**TASK**
Make a word-for-word copy of the entries below from their first line through the line with "suspend flag, so a", and add nothing.

**DATA FOR PROCESSING**
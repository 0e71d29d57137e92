// CLASSIFICATION: COMMUNITY
// Filename: coordinator.rs v0.9
// Author: Lukas Bower
// Date Modified: 2026-07-19

//! Per-core frequency request dispatch.
//!
//! The governor calls [`FreqCoordinator::target`] with a target frequency
//! and rounding relation. The request is resolved against the step table,
//! executed on the owning core's serial worker, and on success the shared
//! L2/bandwidth aggregate is recomputed. Admission for a core serializes on
//! that core's request mutex, which also guards the suspend flag, so a
//! suspend transition and a frequency request can never interleave.

use std::sync::atomic::{AtomicBool, AtomicU32, AtomicUsize, Ordering};
use std::sync::{mpsc, Arc, Mutex, PoisonError};

use log::{debug, info};

use crate::aggregator::BwAggregator;
use crate::bus::BandwidthClient;
use crate::clock::Clock;
use crate::config::FreqConfig;
use crate::errors::{ConfigError, FreqError};
use crate::notify::{FreqChange, TransitionObserver};
use crate::sched::RtBoost;
use crate::table::{FreqTable, Relation};
use crate::worker::{CoreWorker, FreqRequest};

/// Frequency bounds the governor may request within.
#[derive(Debug, Clone, Copy, PartialEq, Eq)]
pub struct Policy {
    pub min_khz: u32,
    pub max_khz: u32,
}

/// Initial bounds and landing frequency reported by [`FreqCoordinator::init_core`].
#[derive(Debug, Clone, Copy, PartialEq, Eq)]
pub struct PolicyBounds {
    pub min_khz: u32,
    pub max_khz: u32,
    pub cur_khz: u32,
}

pub(crate) struct CoreSlot {
    /// Admission lock; also guards writes to `suspended`.
    pub(crate) req_lock: Mutex<()>,
    /// Written only under `req_lock`; read lock-free by the aggregator.
    pub(crate) suspended: AtomicBool,
    pub(crate) active_index: AtomicUsize,
    pub(crate) cur_khz: AtomicU32,
    pub(crate) online: AtomicBool,
    pub(crate) policy: Mutex<Policy>,
}

pub(crate) struct Shared {
    pub(crate) table: FreqTable,
    pub(crate) cpu_clks: Vec<Option<Arc<dyn Clock>>>,
    pub(crate) boot_clk: Arc<dyn Clock>,
    pub(crate) l2_clk: Option<Arc<dyn Clock>>,
    pub(crate) sync_mode: bool,
    pub(crate) cores: Vec<CoreSlot>,
    pub(crate) agg: BwAggregator,
    pub(crate) observers: Vec<Arc<dyn TransitionObserver>>,
    pub(crate) ceiling_khz: Mutex<Option<u32>>,
}

impl Shared {
    /// Clock owned by `core`; cores without their own clock share core 0's.
    pub(crate) fn clock_for(&self, core: usize) -> &Arc<dyn Clock> {
        self.cpu_clks[core].as_ref().unwrap_or(&self.boot_clk)
    }

    /// Recompute the shared aggregate from the online, non-suspended cores.
    pub(crate) fn update_l2_bw(&self, extra_core: Option<usize>) {
        let extra_index =
            extra_core.map(|core| self.cores[core].active_index.load(Ordering::SeqCst));
        let active: Vec<usize> = self
            .cores
            .iter()
            .filter(|slot| {
                slot.online.load(Ordering::SeqCst) && !slot.suspended.load(Ordering::SeqCst)
            })
            .map(|slot| slot.active_index.load(Ordering::SeqCst))
            .collect();
        self.agg.recompute(&self.table, active, extra_index);
    }

    /// Execute one transition. Runs on the worker thread of `core`.
    fn set_core_freq(&self, core: usize, new_khz: u32, index: usize) -> Result<(), FreqError> {
        let slot = &self.cores[core];
        let old_khz = slot.cur_khz.load(Ordering::SeqCst);
        let change = FreqChange {
            core,
            old_khz,
            new_khz,
        };

        // Hold SCHED_FIFO while ramping up so the clock-set path cannot
        // starve itself; the guard restores the class on every exit path.
        let _boost = (new_khz > old_khz).then(RtBoost::engage);

        for observer in &self.observers {
            observer.pre_change(&change);
        }

        let clk = self.clock_for(core);
        let rate_hz = clk.round_rate(u64::from(new_khz) * 1000)?;
        clk.set_rate(rate_hz)?;

        slot.active_index.store(index, Ordering::SeqCst);
        slot.cur_khz.store(new_khz, Ordering::SeqCst);
        for observer in &self.observers {
            observer.post_change(&change);
        }
        self.update_l2_bw(None);
        Ok(())
    }
}

/// Frequency-scaling coordinator for one multi-core device.
pub struct FreqCoordinator {
    pub(crate) shared: Arc<Shared>,
    pub(crate) workers: Vec<CoreWorker>,
}

impl FreqCoordinator {
    /// Build the step table and spawn one serial worker per core.
    ///
    /// `cpu_clks` has one entry per core; a `None` entry means the core has
    /// no dedicated clock and shares core 0's (synchronous configuration).
    pub fn new(
        cfg: &FreqConfig,
        cpu_clks: Vec<Option<Arc<dyn Clock>>>,
        l2_clk: Option<Arc<dyn Clock>>,
        bus_client: Option<Arc<dyn BandwidthClient>>,
        observers: Vec<Arc<dyn TransitionObserver>>,
    ) -> Result<Self, ConfigError> {
        let boot_clk = cpu_clks
            .first()
            .and_then(|clk| clk.clone())
            .ok_or(ConfigError::NoCpuClock)?;
        let sync_mode = cpu_clks.iter().any(|clk| clk.is_none());
        if sync_mode {
            info!("synchronous clock configuration, cores share cpu0_clk");
        }

        let table = FreqTable::build(cfg, boot_clk.as_ref(), l2_clk.as_deref())?;
        let hw_min = table.min_khz();
        let hw_max = table.max_khz();

        let cores = cpu_clks
            .iter()
            .map(|clk| {
                let cur_hz = clk.as_ref().unwrap_or(&boot_clk).rate();
                CoreSlot {
                    req_lock: Mutex::new(()),
                    suspended: AtomicBool::new(false),
                    active_index: AtomicUsize::new(0),
                    cur_khz: AtomicU32::new((cur_hz / 1000) as u32),
                    online: AtomicBool::new(true),
                    policy: Mutex::new(Policy {
                        min_khz: hw_min,
                        max_khz: hw_max,
                    }),
                }
            })
            .collect();

        let shared = Arc::new(Shared {
            table,
            cpu_clks,
            boot_clk,
            l2_clk: l2_clk.clone(),
            sync_mode,
            cores,
            agg: BwAggregator::new(l2_clk, bus_client),
            observers,
            ceiling_khz: Mutex::new(None),
        });

        let workers = (0..shared.cores.len())
            .map(|core| {
                let exec_shared = Arc::clone(&shared);
                CoreWorker::spawn(core, move |req: &FreqRequest| {
                    exec_shared.set_core_freq(core, req.target_khz, req.index)
                })
            })
            .collect();

        Ok(Self { shared, workers })
    }

    pub fn num_cores(&self) -> usize {
        self.shared.cores.len()
    }

    /// Request a frequency change on `core`, blocking until it completes.
    pub fn target(
        &self,
        core: usize,
        target_khz: u32,
        relation: Relation,
    ) -> Result<(), FreqError> {
        let shared = &self.shared;
        let slot = shared.cores.get(core).ok_or(FreqError::NoDevice(core))?;
        let _admission = slot
            .req_lock
            .lock()
            .unwrap_or_else(PoisonError::into_inner);

        if target_khz == slot.cur_khz.load(Ordering::SeqCst) {
            return Ok(());
        }
        if slot.suspended.load(Ordering::SeqCst) {
            debug!("core{core}: frequency change rejected in suspend");
            return Err(FreqError::Suspended(core));
        }

        let policy = *slot
            .policy
            .lock()
            .unwrap_or_else(PoisonError::into_inner);
        let index = shared
            .table
            .resolve(target_khz, relation, policy.min_khz, policy.max_khz)
            .ok_or(FreqError::InvalidTarget(target_khz))?;
        let step_khz = shared.table.step(index).cpu_khz;
        debug!(
            "core{core}: target {target_khz} relation {relation:?} ({}-{}) selected {step_khz}",
            policy.min_khz, policy.max_khz
        );
        if step_khz == slot.cur_khz.load(Ordering::SeqCst) {
            return Ok(());
        }

        self.dispatch(core, step_khz, index)
    }

    /// Governor init: land the core on a table step and report its bounds.
    pub fn init_core(&self, core: usize) -> Result<PolicyBounds, FreqError> {
        let shared = &self.shared;
        let slot = shared.cores.get(core).ok_or(FreqError::NoDevice(core))?;
        let _admission = slot
            .req_lock
            .lock()
            .unwrap_or_else(PoisonError::into_inner);

        let cur_khz = (shared.clock_for(core).rate() / 1000) as u32;
        let index = shared
            .table
            .resolve(cur_khz, Relation::AtMost, 0, u32::MAX)
            .or_else(|| shared.table.resolve(cur_khz, Relation::AtLeast, 0, u32::MAX))
            .ok_or(FreqError::InvalidTarget(cur_khz))?;
        let step_khz = shared.table.step(index).cpu_khz;

        // set unconditionally so a freshly onlined core always lands on a
        // table step, even when the clock already reads one
        self.dispatch(core, step_khz, index)?;
        debug!("core{core}: init at {cur_khz} switching to {step_khz}");

        let policy = *slot
            .policy
            .lock()
            .unwrap_or_else(PoisonError::into_inner);
        Ok(PolicyBounds {
            min_khz: policy.min_khz,
            max_khz: policy.max_khz,
            cur_khz: step_khz,
        })
    }

    /// Clamp a requested policy within the hardware bounds.
    pub fn verify(&self, policy: Policy) -> Policy {
        let hw_min = self.shared.table.min_khz();
        let hw_max = self.shared.table.max_khz();
        let min_khz = policy.min_khz.clamp(hw_min, hw_max);
        let max_khz = policy.max_khz.clamp(hw_min, hw_max);
        Policy {
            min_khz: min_khz.min(max_khz),
            max_khz: max_khz.max(min_khz),
        }
    }

    /// Install new policy bounds for `core`, returning the clamped result.
    pub fn update_policy(&self, core: usize, policy: Policy) -> Result<Policy, FreqError> {
        let slot = self
            .shared
            .cores
            .get(core)
            .ok_or(FreqError::NoDevice(core))?;
        let clamped = self.verify(policy);
        *slot
            .policy
            .lock()
            .unwrap_or_else(PoisonError::into_inner) = clamped;
        Ok(clamped)
    }

    pub fn policy(&self, core: usize) -> Option<Policy> {
        self.shared.cores.get(core).map(|slot| {
            *slot
                .policy
                .lock()
                .unwrap_or_else(PoisonError::into_inner)
        })
    }

    /// Current frequency of `core` in kHz, straight from the clock.
    pub fn get_current(&self, core: usize) -> u32 {
        let shared = &self.shared;
        if core >= shared.cpu_clks.len() {
            return 0;
        }
        let core = if shared.sync_mode { 0 } else { core };
        (shared.clock_for(core).rate() / 1000) as u32
    }

    /// Active step index of `core`, as last committed by its worker.
    pub fn active_step_index(&self, core: usize) -> Option<usize> {
        self.shared
            .cores
            .get(core)
            .map(|slot| slot.active_index.load(Ordering::SeqCst))
    }

    /// Aggregate step index currently applied to the L2 clock and bus.
    pub fn aggregate_index(&self) -> usize {
        self.shared.agg.current_index()
    }

    /// Last L2 rate actually programmed by the aggregator.
    pub fn aggregate_l2_khz(&self) -> Option<u32> {
        self.shared.agg.last_l2_khz()
    }

    pub fn is_online(&self, core: usize) -> bool {
        self.shared
            .cores
            .get(core)
            .map(|slot| slot.online.load(Ordering::SeqCst))
            .unwrap_or(false)
    }

    /// Post to the core's worker and wait for completion.
    fn dispatch(&self, core: usize, step_khz: u32, index: usize) -> Result<(), FreqError> {
        let (reply, completion) = mpsc::channel();
        self.workers[core].post(FreqRequest {
            target_khz: step_khz,
            index,
            reply,
        });
        // the worker only exits on shutdown, so a dead channel means the
        // coordinator is being torn down
        match completion.recv() {
            Ok(result) => result,
            Err(_) => Err(FreqError::NoDevice(core)),
        }
    }
}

**SOLUTION FOR THIS PROBLEM**
repository 0e71d29d57137e92
// CLASSIFICATION: COMMUNITY
// Filename: coordinator.rs v0.9
// Author: Lukas Bower
// Date Modified: 2026-07-19

//! Per-core frequency request dispatch.
//!
//! The governor calls [`FreqCoordinator::target`] with a target frequency
//! and rounding relation. The request is resolved against the step table,
//! executed on the owning core's serial worker, and on success the shared
//! L2/bandwidth aggregate is recomputed. Admission for a core serializes on
//! that core's request mutex, which also guards the suspend flag, so a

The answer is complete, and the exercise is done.